- Born: June 1826 Glasgow, Scotland
- Died: June 10, 1899 (aged 72–73) California, United States
- Occupation: Journalist
- Organization: The Los Angeles Times

= Thomas Gardiner (publisher) =

American journalist and newspaper publisher

Thomas Gardiner (June 1826–June 10, 1899) was a Scottish-born American journalist. He was the manager of the San Diego Union and a founder of the Los Angeles Daily Times, precursors to today's San Diego Union-Tribune and Los Angeles Times, respectively.

== Biography ==
Gardiner was born near Glasgow, Scotland, in June 1826. As a boy, he entered the dry goods business in Kilmarnock, Scotland. He emigrated to the United States and settled first in Cleveland, Ohio, then went to California as part of the gold rush of 1850. In 1852, he settled permanently in California, where he became publisher of the Sacramento Union. In December 1881 he assisted Nathan Cole Jr. in the establishment of the Los Angeles Times but had to give up the business after only a short time when he could not pay a printing bill for the newspaper, which was then taken over by Jesse Yarnell, Thomas J. Caystile and S.J. Mathes, proprietors of the printing establishment.

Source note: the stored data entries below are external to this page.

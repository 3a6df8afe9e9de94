/// serializable views for screens and exports
use chrono::{DateTime, NaiveDate, Utc};
use rust_decimal::Decimal;
use serde::{Deserialize, Serialize};

use crate::aggregate::{CollectionSummary, GroupBreakdown};
use crate::customer::Customer;
use crate::decimal::Money;
use crate::ledger::MonthSnapshot;
use crate::month::MonthKey;
use crate::types::{CustomerId, PaymentStatus};

/// one customer's month as a screen row shows it
#[derive(Debug, Serialize, Deserialize)]
pub struct SnapshotView {
    pub customer_id: CustomerId,
    pub full_name: String,
    pub month: MonthKey,
    pub month_label: String,
    pub status: PaymentStatus,
    pub balance: BalanceView,
    pub paid_date: Option<DateTime<Utc>>,
    pub date: Option<NaiveDate>,
}

#[derive(Debug, Serialize, Deserialize)]
pub struct BalanceView {
    pub monthly_fee: Money,
    pub previous_balance: Money,
    pub total_due: Money,
    pub paid: Money,
    pub remaining: Money,
    pub fully_paid: bool,
}

impl SnapshotView {
    pub fn from_snapshot(customer: &Customer, month: MonthKey, snapshot: &MonthSnapshot) -> Self {
        SnapshotView {
            customer_id: customer.id.clone(),
            full_name: customer.full_name.clone(),
            month,
            month_label: month.label(),
            status: snapshot.status(),
            balance: BalanceView {
                monthly_fee: snapshot.monthly_fee,
                previous_balance: snapshot.previous_balance,
                total_due: snapshot.total_due,
                paid: snapshot.paid,
                remaining: snapshot.remaining,
                fully_paid: snapshot.fully_paid,
            },
            paid_date: snapshot.paid_date,
            date: snapshot.date,
        }
    }

    /// convert to pretty-printed json string
    pub fn to_json_pretty(&self) -> Result<String, serde_json::Error> {
        serde_json::to_string_pretty(self)
    }
}

/// collection totals for a month, optionally broken down by group
#[derive(Debug, Serialize, Deserialize)]
pub struct SummaryView {
    pub month: MonthKey,
    pub month_label: String,
    pub totals: CollectionSummary,
    /// collection rate as a percentage with one decimal
    pub collection_rate_pct: Decimal,
    #[serde(default, skip_serializing_if = "Vec::is_empty")]
    pub groups: Vec<GroupView>,
}

#[derive(Debug, Serialize, Deserialize)]
pub struct GroupView {
    pub key: String,
    pub customer_count: usize,
    pub customer_share_pct: Decimal,
    pub total_due: Money,
    pub total_paid: Money,
    pub collection_rate_pct: Decimal,
}

impl SummaryView {
    pub fn from_summary(month: MonthKey, summary: &CollectionSummary) -> Self {
        SummaryView {
            month,
            month_label: month.label(),
            totals: summary.clone(),
            collection_rate_pct: summary.collection_rate.as_percentage_dp(1),
            groups: Vec::new(),
        }
    }

    pub fn with_groups<K: ToString>(mut self, groups: &[GroupBreakdown<K>]) -> Self {
        self.groups = groups
            .iter()
            .map(|g| GroupView {
                key: g.key.to_string(),
                customer_count: g.summary.customer_count,
                customer_share_pct: g.customer_share.as_percentage_dp(1),
                total_due: g.summary.total_due,
                total_paid: g.summary.total_paid,
                collection_rate_pct: g.summary.collection_rate.as_percentage_dp(1),
            })
            .collect();
        self
    }

    /// convert to pretty-printed json string
    pub fn to_json_pretty(&self) -> Result<String, serde_json::Error> {
        serde_json::to_string_pretty(self)
    }
}

#[cfg(test)]
mod tests {
    use super::*;
    use crate::aggregate::Aggregator;
    use crate::customer::MonthlyPayment;
    use crate::ledger::LedgerEngine;
    use rust_decimal_macros::dec;

    fn month(raw: &str) -> MonthKey {
        MonthKey::parse(raw).unwrap()
    }

    #[test]
    fn test_snapshot_view_json() {
        let engine = LedgerEngine::standard();
        let mut jan = MonthlyPayment::new(month("2025-01"));
        jan.paid = Money::from_major(20);
        let customer = Customer::new(CustomerId::new("c1"), Money::from_major(50))
            .with_name("Amina")
            .with_payment(jan);

        let feb = month("2025-02");
        let view = SnapshotView::from_snapshot(&customer, feb, &engine.snapshot(&customer, feb));
        assert_eq!(view.status, PaymentStatus::Unpaid);
        assert_eq!(view.month_label, "February 2025");

        let json = view.to_json_pretty().unwrap();
        assert!(json.contains("\"previous_balance\": \"30"));
        assert!(json.contains("\"status\": \"unpaid\""));
        assert!(json.contains("\"month\": \"2025-02\""));
    }

    #[test]
    fn test_summary_view_with_groups() {
        let engine = LedgerEngine::standard();
        let mut paid = MonthlyPayment::new(month("2025-02"));
        paid.paid = Money::from_major(50);
        let customers = vec![
            Customer::new(CustomerId::new("a"), Money::from_major(50)).in_zone("z1").with_payment(paid),
            Customer::new(CustomerId::new("b"), Money::from_major(50)).in_zone("z2"),
        ];
        let aggregator = Aggregator::new(&engine);
        let feb = month("2025-02");

        let view = SummaryView::from_summary(feb, &aggregator.aggregate(&customers, feb))
            .with_groups(&aggregator.by_zone(&customers, feb));

        assert_eq!(view.collection_rate_pct, dec!(50));
        assert_eq!(view.groups.len(), 2);
        assert_eq!(view.groups[0].collection_rate_pct, dec!(100));
        assert_eq!(view.groups[1].customer_share_pct, dec!(50));
        assert!(view.to_json_pretty().unwrap().contains("\"key\": \"z2\""));
    }
}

In September 1882 he joined in starting another newspaper, the Los Angeles Telegram, which he moved to Portland, Oregon, after less than a month. He briefly published The Arizona Quarterly Illustrated in Tucson. His premier July 1880 issue featured two of C. S. Fly's photographs as engravings. After only a few issues, Gardiner moved to San Diego, where he became advertising manager for the Coronado Beach Company. He became manager of the San Diego Union in 1891.

Gardiner was said to be something of a dandy. Fifty-seven years after his death, a Times reporter wrote that Gardiner "wore mutton-chop whiskers, a high silk hat and a frock coat to the astonishment of Los Angeles citizens" and that Cole, who was the son of a rich St. Louis resident, put up most of the money to found the Times, but it was Gardiner who "imperiously went about the streets as business manager."

In his last months, he suffered from heart and kidney troubles, and he died on June 10, 1899. He was survived by a wife and four sons. His remains were buried in Oakland, California.